ASSIGNMENT | Every line of the data, first to last, must be written out unchanged.

DATASET EXTRACT |
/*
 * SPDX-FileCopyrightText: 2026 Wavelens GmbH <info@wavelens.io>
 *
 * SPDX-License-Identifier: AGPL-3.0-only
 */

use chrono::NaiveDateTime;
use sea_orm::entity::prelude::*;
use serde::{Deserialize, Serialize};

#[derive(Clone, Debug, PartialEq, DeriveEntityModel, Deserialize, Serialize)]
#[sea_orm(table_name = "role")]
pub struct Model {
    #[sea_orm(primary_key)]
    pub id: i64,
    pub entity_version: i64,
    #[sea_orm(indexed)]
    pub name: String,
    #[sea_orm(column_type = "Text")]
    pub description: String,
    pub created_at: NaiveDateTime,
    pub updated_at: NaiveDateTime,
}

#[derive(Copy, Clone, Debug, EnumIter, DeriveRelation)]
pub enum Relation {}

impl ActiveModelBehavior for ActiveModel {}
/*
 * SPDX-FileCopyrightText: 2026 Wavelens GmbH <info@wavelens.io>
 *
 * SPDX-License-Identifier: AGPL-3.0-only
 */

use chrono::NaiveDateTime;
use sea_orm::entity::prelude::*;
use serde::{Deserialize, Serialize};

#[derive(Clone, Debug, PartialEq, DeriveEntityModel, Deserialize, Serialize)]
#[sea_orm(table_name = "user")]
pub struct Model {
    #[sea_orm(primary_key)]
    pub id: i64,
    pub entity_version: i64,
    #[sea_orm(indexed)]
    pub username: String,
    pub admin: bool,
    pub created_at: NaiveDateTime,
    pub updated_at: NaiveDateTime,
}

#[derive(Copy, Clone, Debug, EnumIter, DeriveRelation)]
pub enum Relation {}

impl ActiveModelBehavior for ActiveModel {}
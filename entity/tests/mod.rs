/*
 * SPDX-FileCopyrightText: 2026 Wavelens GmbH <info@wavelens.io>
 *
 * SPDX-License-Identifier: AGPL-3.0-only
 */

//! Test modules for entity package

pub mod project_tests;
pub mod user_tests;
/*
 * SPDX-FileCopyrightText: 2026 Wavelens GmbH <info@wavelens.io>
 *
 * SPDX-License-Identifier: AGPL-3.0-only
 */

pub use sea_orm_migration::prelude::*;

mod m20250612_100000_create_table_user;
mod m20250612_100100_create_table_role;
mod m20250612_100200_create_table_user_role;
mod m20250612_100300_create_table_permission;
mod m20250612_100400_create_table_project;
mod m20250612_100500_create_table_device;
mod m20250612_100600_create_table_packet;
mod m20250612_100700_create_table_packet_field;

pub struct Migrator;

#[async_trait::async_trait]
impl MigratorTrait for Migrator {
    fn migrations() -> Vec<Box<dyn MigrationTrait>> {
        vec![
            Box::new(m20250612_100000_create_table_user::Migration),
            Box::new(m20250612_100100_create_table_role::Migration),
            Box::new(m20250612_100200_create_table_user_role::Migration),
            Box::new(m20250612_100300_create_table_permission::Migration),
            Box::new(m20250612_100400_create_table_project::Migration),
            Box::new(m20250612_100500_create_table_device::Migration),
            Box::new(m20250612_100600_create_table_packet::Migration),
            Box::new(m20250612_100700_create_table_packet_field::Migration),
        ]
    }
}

YOUR RESPONSE |
/*
 * SPDX-FileCopyrightText: 2026 Wavelens GmbH <info@wavelens.io>
 *
 * SPDX-License-Identifier: AGPL-3.0-only
 */

use chrono::NaiveDateTime;
use sea_orm::entity::prelude::*;
use serde::{Deserialize, Serialize};

#[derive(Clone, Debug, PartialEq, DeriveEntityModel, Deserialize, Serialize)]
#[sea_orm(table_name = "role")]
pub struct Model {
    #[sea_orm(primary_key)]
    pub id: i64,
    pub entity_version: i64,
    #[sea_orm(indexed)]
    pub name: String,
    #[sea_orm(column_type = "Text")]
    pub description: String,
    pub created_at: NaiveDateTime,
    pub updated_at: NaiveDateTime,
}

#[derive(Copy, Clone, Debug, EnumIter, DeriveRelation)]
pub enum Relation {}

impl ActiveModelBehavior for ActiveModel {}
/*
 * SPDX-FileCopyrightText: 2026 Wavelens GmbH <info@wavelens.io>
 *
 * SPDX-License-Identifier: AGPL-3.0-only
 */

use chrono::NaiveDateTime;
use sea_orm::entity::prelude::*;
use serde::{Deserialize, Serialize};

#[derive(Clone, Debug, PartialEq, DeriveEntityModel, Deserialize, Serialize)]
#[sea_orm(table_name = "user")]
pub struct Model {
    #[sea_orm(primary_key)]
    pub id: i64,
    pub entity_version: i64,
    #[sea_orm(indexed)]
    pub username: String,
    pub admin: bool,
    pub created_at: NaiveDateTime,
    pub updated_at: NaiveDateTime,
}

#[derive(Copy, Clone, Debug, EnumIter, DeriveRelation)]
pub enum Relation {}

impl ActiveModelBehavior for ActiveModel {}
filename entity/tests/mod.rs
/*
 * SPDX-FileCopyrightText: 2026 Wavelens GmbH <info@wavelens.io>
 *
 * SPDX-License-Identifier: AGPL-3.0-only
 */

//! Test modules for entity package

pub mod project_tests;
pub mod user_tests;
/*
 * SPDX-FileCopyrightText: 2026 Wavelens GmbH <info@wavelens.io>
 *
 * SPDX-License-Identifier: AGPL-3.0-only
 */

pub use sea_orm_migration::prelude::*;

mod m20250612_100000_create_table_user;
mod m20250612_100100_create_table_role;
mod m20250612_100200_create_table_user_role;
mod m20250612_100300_create_table_permission;
mod m20250612_100400_create_table_project;
mod m20250612_100500_create_table_device;
mod m20250612_100600_create_table_packet;
mod m20250612_100700_create_table_packet_field;

pub struct Migrator;

#[async_trait::async_trait]
impl MigratorTrait for Migrator {
    fn migrations() -> Vec<Box<dyn MigrationTrait>> {
        vec![
            Box::new(m20250612_100000_create_table_user::Migration),
            Box::new(m20250612_100100_create_table_role::Migration),
            Box::new(m20250612_100200_create_table_user_role::Migration),
            Box::new(m20250612_100300_create_table_permission::Migration),
            Box::new(m20250612_100400_create_table_project::Migration),
            Box::new(m20250612_100500_create_table_device::Migration),
            Box::new(m20250612_100600_create_table_packet::Migration),
            Box::new(m20250612_100700_create_table_packet_field::Migration),
        ]
    }
}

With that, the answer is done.